The Salvo brothers' pizzeria in San Giorgio a Cremano is a temple of excellence and considered among the best in Italy. Salvatore takes us on a journey into the world of Neapolitan pizza, revealing the secrets and philosophy of a UNESCO heritage site

Salvatore Salvo: pizza, an endless Neapolitan mystery

“The story of my family is the story of three generations of pizza makers. Our story starts out from below (the "Vascio" small house with one or two rooms, located on the ground floor, with direct access to the street, where the people of the alleys lived for centuries, those of the less well-off, ed) where my father was born, and where my grandmother sold on the street on Sundays the pizzas “today a uotto” those that were eaten right away – those were hard times – and were paid for after eight days, the time to scrape together some money. My father Giuseppe left the street and opened the first pizzeria in Portici. Here my brother Francesco and I grew up and trained and when it was our turn to carry on the company, we decided to move to Largo Arso in San Giorgio a Cremano. It was a risky choice, we bet on a square little known to the public which at the time was outside the traditional gastronomic circuit. But our audacity or recklessness was rewarded. Things began to go well, word of the quality of our pizza spread, people came not only from Naples, but also from all over Campania.  At first it was a 70-metre room square then three years ago here we are expanded to 400 meters squares with over two hundred seats e 30 employees. Finally last year we landed in Naples on the Riviera di Chiaia, one of the most elegant and loved historic districts of the city, a stone's throw from the splendid setting on the Lungomare Caracciolo where we have opened a 350 square meter restaurant, facing the sea, with 210 seats".
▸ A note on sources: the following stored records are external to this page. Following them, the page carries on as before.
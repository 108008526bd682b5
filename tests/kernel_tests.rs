use image::{Rgba, RgbaImage};
use quadwarp::kernel::{edge_coverage, shade, FragmentInput, TextureSlot};
use quadwarp::utils::{Position, Rectangle};
use quadwarp::{pack_sprite, pack_tint, Distortion, SpriteInstance};

fn solid_texture(rgba: [u8; 4]) -> TextureSlot {
    TextureSlot::new(RgbaImage::from_pixel(4, 4, Rgba(rgba)))
}

fn plain_input(position: Position) -> FragmentInput {
    FragmentInput {
        position,
        trans1: [1.0, 0.0, 0.0],
        trans2: [0.0, 1.0, 0.0],
        frame: [0.0, 0.0, 1.0, 1.0],
        color: [1.0, 1.0, 1.0, 1.0],
        texture_id: 0.0,
    }
}

#[test]
fn samples_texel_centers_exactly() {
    let mut img = RgbaImage::from_pixel(2, 2, Rgba([0, 0, 0, 255]));
    img.put_pixel(0, 0, Rgba([255, 0, 0, 255]));
    img.put_pixel(1, 1, Rgba([0, 255, 0, 255]));
    let slot = TextureSlot::new(img);

    let top_left = slot.sample(0.25, 0.25);
    assert_eq!(top_left, [1.0, 0.0, 0.0, 1.0]);

    let bottom_right = slot.sample(0.75, 0.75);
    assert_eq!(bottom_right, [0.0, 1.0, 0.0, 1.0]);
}

#[test]
fn sampling_clamps_to_edge() {
    let mut img = RgbaImage::from_pixel(2, 1, Rgba([0, 0, 0, 255]));
    img.put_pixel(1, 0, Rgba([255, 255, 255, 255]));
    let slot = TextureSlot::new(img);

    // Far outside the right edge still reads the rightmost texel.
    assert_eq!(slot.sample(4.0, 0.5), [1.0, 1.0, 1.0, 1.0]);
    assert_eq!(slot.sample(-3.0, 0.5), [0.0, 0.0, 0.0, 1.0]);
}

#[test]
fn undistorted_fragment_samples_and_tints() {
    let textures = [solid_texture([255, 0, 0, 255])];
    let out = shade(
        &plain_input(Position::new(0.5, 0.5)),
        Distortion::NONE,
        &textures,
    )
    .expect("no distortion never discards in-bounds fragments");
    assert_eq!(out.color, [1.0, 0.0, 0.0, 1.0]);
    assert_eq!(out.coverage, 1.0);
}

#[test]
fn tint_multiplies_premultiplied() {
    let textures = [solid_texture([255, 255, 255, 255])];
    let mut input = plain_input(Position::new(0.5, 0.5));
    input.color = [0.5, 0.25, 0.0, 0.5];
    let out = shade(&input, Distortion::NONE, &textures).expect("shaded");
    assert_eq!(out.color, [0.5, 0.25, 0.0, 0.5]);
}

#[test]
fn no_solution_discards() {
    let textures = [solid_texture([255, 255, 255, 255])];
    // dx = dy = 1 with vy == vx gives discriminant 0.25 + vx.
    let input = plain_input(Position::new(-0.25, -0.25));
    assert!(shade(&input, Distortion::new(1.0, 1.0), &textures).is_none());
}

#[test]
fn distorted_fragment_recovers_surface_point() {
    let textures = [solid_texture([0, 0, 255, 255])];
    let distortion = Distortion::new(0.35, 0.25);
    let surface = quadwarp::BilinearSurface::new(distortion);
    // Shade at the projected position of a known surface point; the solver
    // must land back inside the frame and sample.
    let screen = surface.project(Position::new(0.5, 0.5));
    let out = shade(&plain_input(screen), distortion, &textures).expect("in-domain");
    assert_eq!(out.color, [0.0, 0.0, 1.0, 1.0]);
    assert!((out.coverage - 1.0).abs() < 1e-4);
}

#[test]
fn texture_unit_rounds_to_nearest() {
    let textures = [
        solid_texture([255, 0, 0, 255]),
        solid_texture([0, 255, 0, 255]),
    ];
    let mut input = plain_input(Position::new(0.5, 0.5));

    input.texture_id = 0.4;
    let out = shade(&input, Distortion::NONE, &textures).expect("unit 0");
    assert_eq!(out.color, [1.0, 0.0, 0.0, 1.0]);

    input.texture_id = 0.6;
    let out = shade(&input, Distortion::NONE, &textures).expect("unit 1");
    assert_eq!(out.color, [0.0, 1.0, 0.0, 1.0]);

    input.texture_id = 1.4;
    let out = shade(&input, Distortion::NONE, &textures).expect("unit 1");
    assert_eq!(out.color, [0.0, 1.0, 0.0, 1.0]);
}

#[test]
fn unbound_unit_discards() {
    let textures = [solid_texture([255, 0, 0, 255])];
    let mut input = plain_input(Position::new(0.5, 0.5));
    input.texture_id = 1.0;
    assert!(shade(&input, Distortion::NONE, &textures).is_none());
}

#[test]
fn edge_coverage_is_reported_but_not_applied() {
    let textures = [solid_texture([255, 255, 255, 255])];
    // uv lands 0.4 past the right frame bound.
    let input = plain_input(Position::new(1.4, 0.5));
    let out = shade(&input, Distortion::NONE, &textures).expect("shaded");
    assert!((out.coverage - 0.1).abs() < 1e-6, "partial edge factor");
    // Alpha stays untouched by the coverage factor.
    assert_eq!(out.color[3], 1.0);
}

#[test]
fn edge_coverage_factors() {
    let frame = [0.0, 0.0, 1.0, 1.0];
    assert_eq!(edge_coverage([0.5, 0.5], frame), 1.0);
    assert!(edge_coverage([1.3, 0.5], frame) < 1.0);
    assert_eq!(edge_coverage([2.0, 0.5], frame), 0.0);
}

#[test]
fn packed_corner_shades_like_direct_input() {
    let textures = [solid_texture([255, 0, 0, 255])];
    let sprite = SpriteInstance::from_rect(
        uuid::Uuid::new_v4(),
        Rectangle::new(0.0, 0.0, 8.0, 8.0),
        pack_tint([1.0, 1.0, 1.0], 1.0),
    );
    let mut records = vec![bytemuck::Zeroable::zeroed(); 4];
    pack_sprite(&mut records, 0, &sprite, 0);

    // Corner BR maps to uv (1, 1) through the frame transform.
    let input = FragmentInput::from_vertex(&records[2]);
    let out = shade(&input, Distortion::NONE, &textures).expect("shaded");
    assert_eq!(out.color, [1.0, 0.0, 0.0, 1.0]);
}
Here it is described in all simplicity the adventure of the Salvo brothers, a name that today is a certainty of the national panorama of excellent pizza. We are at the level of the great master artisan pizza makers of Italy, a small number that includes personalities of the caliber of Franco Pepe, Enzo Coccia, Romualdo Rizzuti, Gennaro Battiloro, Ciro Salvo (who is not a namesake but a brother who took an independent path in partnership with other people and achieved success, good blood does not lie), Gino Sorbillo, Antonio Starita. 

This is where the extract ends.